Boston Tech Watch: Dyn’s Payday, Self-Driving Car Tests, Akamai HQ
Before everyone bolts town for Thanksgiving, let’s take a look at some notable recent headlines in the Boston-area tech community:
—This week’s big deal was Oracle’s acquisition of Dyn, the Manchester, NH-based Internet infrastructure firm targeted in a recent distributed denial-of-service attack that temporarily shut down many popular websites. The companies didn’t disclose financial terms, but reports by Fortune and Dan Primack peg the acquisition price at $600 million-plus, citing anonymous sources. Dyn previously raised $88 million from investors.
—Boston-based mobile app data startup Apptopia raised $2.7 million in a round led by Sound Ventures, the venture capital firm led by Ashton Kutcher and Guy Oseary. Apptopia said it has raised $5 million to date from investors, who also include Mark Cuban, 500 Startups, and RTA Ventures.

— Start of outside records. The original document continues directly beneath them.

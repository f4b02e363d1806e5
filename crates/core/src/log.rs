//! Learner Activity Log
//!
//! Two append-only trails kept per session: every utterance and system
//! milestone (`interactions`) and every help-seeking or scaffolding event
//! (`autonomy_events`). Entries are never edited or read back by the
//! engine; they exist only to be exported at the end of a session.

use crate::session::Activity;
use chrono::{DateTime, Utc};
use serde::{Deserialize, Serialize};
use std::fmt;

/// Who produced a logged interaction.
#[derive(Debug, Clone, Copy, PartialEq, Eq, Serialize, Deserialize)]
#[serde(rename_all = "lowercase")]
pub enum LogRole {
    System,
    Learner,
    Partner,
}

impl fmt::Display for LogRole {
    fn fmt(&self, f: &mut fmt::Formatter<'_>) -> fmt::Result {
        match self {
            LogRole::System => write!(f, "system"),
            LogRole::Learner => write!(f, "learner"),
            LogRole::Partner => write!(f, "partner"),
        }
    }
}

/// Tag recorded for an autonomy event.
#[derive(Debug, Clone, Copy, PartialEq, Eq, Serialize, Deserialize)]
#[serde(rename_all = "snake_case")]
pub enum AutonomyAction {
    /// The learner asked to see examples.
    ExamplesRequest,
    /// Examples were surfaced automatically after the first reply of a scenario.
    #[serde(rename = "scaffolding_turn1")]
    ScaffoldingTurn1,
}

#[derive(Debug, Clone, PartialEq, Serialize, Deserialize)]
pub struct InteractionLogEntry {
    pub timestamp: DateTime<Utc>,
    pub activity: Option<Activity>,
    pub state: String,
    pub role: LogRole,
    pub content: String,
}

#[derive(Debug, Clone, PartialEq, Serialize, Deserialize)]
pub struct AutonomyLogEntry {
    pub timestamp: DateTime<Utc>,
    pub activity: Option<Activity>,
    pub action: AutonomyAction,
}

/// The pair of append-only logs owned by a session.
#[derive(Debug, Clone, Default, PartialEq, Serialize, Deserialize)]
pub struct SessionLog {
    interactions: Vec<InteractionLogEntry>,
    autonomy_events: Vec<AutonomyLogEntry>,
}

impl SessionLog {
    pub fn log_interaction(
        &mut self,
        activity: Option<Activity>,
        state: &str,
        role: LogRole,
        content: impl Into<String>,
    ) {
        self.interactions.push(InteractionLogEntry {
            timestamp: Utc::now(),
            activity,
            state: state.to_string(),
            role,
            content: content.into(),
        });
    }

    pub fn log_autonomy(&mut self, activity: Option<Activity>, action: AutonomyAction) {
        self.autonomy_events.push(AutonomyLogEntry {
            timestamp: Utc::now(),
            activity,
            action,
        });
    }

    pub fn interactions(&self) -> &[InteractionLogEntry] {
        &self.interactions
    }

    pub fn autonomy_events(&self) -> &[AutonomyLogEntry] {
        &self.autonomy_events
    }

    /// Timestamp of the first interaction, which marks the session start.
    pub fn session_start(&self) -> Option<DateTime<Utc>> {
        self.interactions.first().map(|e| e.timestamp)
    }
}

/// The downloadable session artifact.
#[derive(Debug, Clone, PartialEq, Serialize, Deserialize)]
pub struct SessionExport {
    pub student_name: Option<String>,
    pub session_start: Option<DateTime<Utc>>,
    pub session_end: DateTime<Utc>,
    pub interactions: Vec<InteractionLogEntry>,
    pub autonomy_events: Vec<AutonomyLogEntry>,
}

impl SessionExport {
    pub fn to_json_pretty(&self) -> serde_json::Result<String> {
        serde_json::to_string_pretty(self)
    }
}
//! Shared fixtures for handler and router tests.

use crate::{
    config::{Config, DEFAULT_MAX_UPLOAD_BYTES},
    state::AppState,
};
use anyhow::Result;
use async_trait::async_trait;
use axum::response::Response;
use partner_core::{
    engine::{Action, TurnEngine},
    llm_client::{LLMClient, PromptMessage},
    prompt::PromptComposer,
    session::SessionState,
    transcription::Transcriber,
};
use serde_json::Value;
use std::sync::Arc;
use tracing::Level;
use uuid::Uuid;

pub const PARTNER_REPLY: &str = "Yeah but homework helps you practise, right?";
pub const TRANSCRIPT: &str = "I think homework is too much";

pub struct ScriptedPartner;

#[async_trait]
impl LLMClient for ScriptedPartner {
    async fn complete(&self, _messages: Vec<PromptMessage>) -> Result<String> {
        Ok(PARTNER_REPLY.to_string())
    }
}

pub struct FixedTranscript;

#[async_trait]
impl Transcriber for FixedTranscript {
    async fn transcribe(&self, _audio: Vec<u8>) -> Result<String> {
        Ok(TRANSCRIPT.to_string())
    }
}

pub fn test_config() -> Config {
    Config {
        bind_address: "127.0.0.1:0".parse().unwrap(),
        openai_api_key: None,
        openai_api_base: "http://localhost:9/v1".to_string(),
        chat_model: "gpt-4".to_string(),
        transcription_model: "whisper-1".to_string(),
        temperature: 0.7,
        max_tokens: 600,
        log_level: Level::INFO,
        prompts_path: "./prompts".into(),
        max_upload_bytes: DEFAULT_MAX_UPLOAD_BYTES,
    }
}

pub fn gated_app_with(config: Config) -> Arc<AppState> {
    Arc::new(AppState::new(config, "persona".to_string()))
}

pub fn gated_app() -> Arc<AppState> {
    gated_app_with(test_config())
}

pub async fn open_app_with(config: Config) -> Arc<AppState> {
    let app = gated_app_with(config);
    app.install_engine(TurnEngine::new(
        Arc::new(ScriptedPartner),
        Arc::new(FixedTranscript),
        PromptComposer::default(),
    ))
    .await;
    app
}

pub async fn open_app() -> Arc<AppState> {
    open_app_with(test_config()).await
}

pub async fn json_body(response: Response) -> Value {
    let bytes = axum::body::to_bytes(response.into_body(), usize::MAX)
        .await
        .unwrap();
    serde_json::from_slice(&bytes).unwrap()
}

/// Stores a session already chatting in the homework debate.
pub async fn debating_session(app: &Arc<AppState>) -> Uuid {
    let engine = app.engine().await.unwrap();
    let mut session = SessionState::new();
    for action in [
        Action::StartSession {
            name: "Ana".to_string(),
        },
        Action::ChooseActivity { notes: None },
        Action::Continue { notes: None },
        Action::Continue { notes: None },
        Action::Continue { notes: None },
        Action::ChooseActivity { notes: None },
        Action::SelectScenario {
            id: "homework".to_string(),
        },
    ] {
        engine.advance(&mut session, action).await.unwrap();
    }
    assert_eq!(session.state_tag(), "debate_chat");
    app.sessions.insert(session).await
}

—NuTonomy announced plans to begin testing its self-driving vehicle software in Boston by the end of the year. The tests will involve Renault Zoe electric vehicles and take place on certain public roads in the Raymond L. Flynn Marine Park in Boston’s Seaport neighborhood. The Cambridge, MA-based startup’s first tests of its software were with taxis in Singapore.

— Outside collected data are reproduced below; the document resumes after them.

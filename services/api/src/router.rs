//! Axum Router Configuration
//!
//! This module defines the complete HTTP routing for the application,
//! including the REST API and OpenAPI documentation.

use crate::{
    audio::AudioFormat,
    handlers,
    models::{
        ActionPayload, CreateSessionPayload, CredentialPayload, ErrorResponse, HealthResponse,
        SessionResponse, TranscriptionPayload, TranscriptionResponse,
    },
    state::AppState,
};

use axum::{
    Router,
    extract::DefaultBodyLimit,
    routing::{get, post, put},
};
use std::sync::Arc;
use utoipa::OpenApi;
use utoipa_swagger_ui::SwaggerUi;

#[derive(OpenApi)]
#[openapi(
    paths(
        handlers::health,
        handlers::put_credential,
        handlers::create_session,
        handlers::get_session,
        handlers::delete_session,
        handlers::post_action,
        handlers::post_transcription,
        handlers::export_session,
        handlers::reset_session,
    ),
    components(
        schemas(
            ActionPayload,
            AudioFormat,
            CreateSessionPayload,
            CredentialPayload,
            ErrorResponse,
            HealthResponse,
            SessionResponse,
            TranscriptionPayload,
            TranscriptionResponse
        )
    ),
    tags(
        (name = "Discussion Partner API", description = "Conversation practice sessions for polite disagreement")
    )
)]
pub struct ApiDoc;

/// Renders the OpenAPI document as pretty-printed JSON.
pub fn openapi_json() -> Result<String, serde_json::Error> {
    ApiDoc::openapi().to_pretty_json()
}

/// Creates the main Axum router for the application.
///
/// Voice uploads carry base64 audio, so the transcription route accepts
/// bodies up to `Config::max_upload_bytes` instead of axum's 2 MB default.
pub fn create_router(app_state: Arc<AppState>) -> Router {
    let upload_limit = app_state.config.max_upload_bytes;

    let api_router = Router::new()
        .route("/health", get(handlers::health))
        .route("/credential", put(handlers::put_credential))
        .route("/sessions", post(handlers::create_session))
        .route(
            "/sessions/{id}",
            get(handlers::get_session).delete(handlers::delete_session),
        )
        .route("/sessions/{id}/actions", post(handlers::post_action))
        .route(
            "/sessions/{id}/transcriptions",
            post(handlers::post_transcription).layer(DefaultBodyLimit::max(upload_limit)),
        )
        .route("/sessions/{id}/export", get(handlers::export_session))
        .route("/sessions/{id}/reset", post(handlers::reset_session))
        .with_state(app_state);

    Router::new()
        .merge(SwaggerUi::new("/swagger-ui").url("/api-docs/openapi.json", ApiDoc::openapi()))
        .merge(api_router)
}

#[cfg(test)]
mod tests {
    use super::*;
    use crate::test_support::{
        TRANSCRIPT, debating_session, json_body, open_app, open_app_with, test_config,
    };
    use axum::{
        body::Body,
        http::{Method, Request, StatusCode},
    };
    use base64::Engine;
    use serde_json::json;
    use tower::ServiceExt;
    use uuid::Uuid;

    fn transcription_request(id: Uuid, pcm_bytes: usize) -> Request<Body> {
        let audio = base64::engine::general_purpose::STANDARD.encode(vec![0u8; pcm_bytes]);
        let payload = json!({
            "audio_base64": audio,
            "format": "pcm16",
            "sample_rate": 44_100,
        });
        Request::builder()
            .method(Method::POST)
            .uri(format!("/sessions/{id}/transcriptions"))
            .header("content-type", "application/json")
            .body(Body::from(payload.to_string()))
            .unwrap()
    }

    #[test]
    fn test_openapi_lists_every_route() {
        let doc = ApiDoc::openapi();
        let paths: Vec<&str> = doc.paths.paths.keys().map(String::as_str).collect();
        for expected in [
            "/health",
            "/credential",
            "/sessions",
            "/sessions/{id}",
            "/sessions/{id}/actions",
            "/sessions/{id}/transcriptions",
            "/sessions/{id}/export",
            "/sessions/{id}/reset",
        ] {
            assert!(paths.contains(&expected), "missing {expected}");
        }

        let session_item = &doc.paths.paths["/sessions/{id}"];
        assert!(session_item.get.is_some());
        assert!(session_item.delete.is_some());
    }

    #[test]
    fn test_openapi_json_renders_the_document() {
        let json: serde_json::Value = serde_json::from_str(&openapi_json().unwrap()).unwrap();
        assert!(json["paths"]["/sessions/{id}/actions"]["post"].is_object());
        assert!(json["components"]["schemas"]["TranscriptionPayload"].is_object());
    }

    #[tokio::test]
    async fn test_transcription_accepts_recordings_over_two_megabytes() {
        let app = open_app().await;
        let id = debating_session(&app).await;

        // about 36 s of 44.1 kHz mono PCM16, roughly 4 MiB once base64 encoded
        let request = transcription_request(id, 3 * 1024 * 1024);
        let response = create_router(app.clone()).oneshot(request).await.unwrap();

        assert_eq!(response.status(), StatusCode::OK);
        let body = json_body(response).await;
        assert_eq!(body["text"], TRANSCRIPT);
    }

    #[tokio::test]
    async fn test_transcription_rejects_bodies_over_the_configured_cap() {
        let mut config = test_config();
        config.max_upload_bytes = 1024;
        let app = open_app_with(config).await;
        let id = debating_session(&app).await;

        let response = create_router(app.clone())
            .oneshot(transcription_request(id, 4096))
            .await
            .unwrap();
        assert_eq!(response.status(), StatusCode::PAYLOAD_TOO_LARGE);

        let session = app.sessions.get(id).await.unwrap();
        assert_eq!(session.lock().await.pending_transcript(), None);
    }

    #[tokio::test]
    async fn test_delete_route_removes_the_session() {
        let app = open_app().await;
        let id = debating_session(&app).await;
        let router = create_router(app.clone());

        let request = Request::builder()
            .method(Method::DELETE)
            .uri(format!("/sessions/{id}"))
            .body(Body::empty())
            .unwrap();
        let response = router.clone().oneshot(request).await.unwrap();
        assert_eq!(response.status(), StatusCode::NO_CONTENT);
        assert!(app.sessions.is_empty().await);

        let request = Request::builder()
            .uri(format!("/sessions/{id}"))
            .body(Body::empty())
            .unwrap();
        let response = router.oneshot(request).await.unwrap();
        assert_eq!(response.status(), StatusCode::NOT_FOUND);
    }
}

—Starry, the new startup from Aereo founder Chet Kanojia, will begin rolling out its wireless Internet service in Boston in early 2017, the Boston Globe reported. Starry previously said it planned to launch the service last summer. Read more about Starry’s technology and ambitious plans in this Xconomy story from February.
—For its new headquarters, Cambridge, MA-based Akamai Technologies (NASDAQ: AKAM) plans to lease upwards of 630,000 square feet of office space in Kendall Square for at least $698.4 million paid over a 15-year period, the Boston Business Journal reported. It’s the state’s largest real-estate lease in at least three years, according to the publication.
—A new initiative called Hack.Diversity will attempt to address the lack of people of color in Boston’s tech sector. It will help black and Latino computer science and engineering students land internships at local high-tech companies—such as Carbonite, DataXu, HubSpot, and Vertex—and also provide them with mentorship and other support.
Hack.Diversity was founded by Flybridge Capital’s Jeff Bussgang, Melissa James of The Tech Connection, and Jody Rose of the New England Venture Capital Association. The program’s advisors include David Delmar, who runs Resilient Coders, a local nonprofit that teaches Web development skills to teens and adults from underserved communities. Xconomy recently profiled Resilient and its efforts to boost diversity in the local tech industry.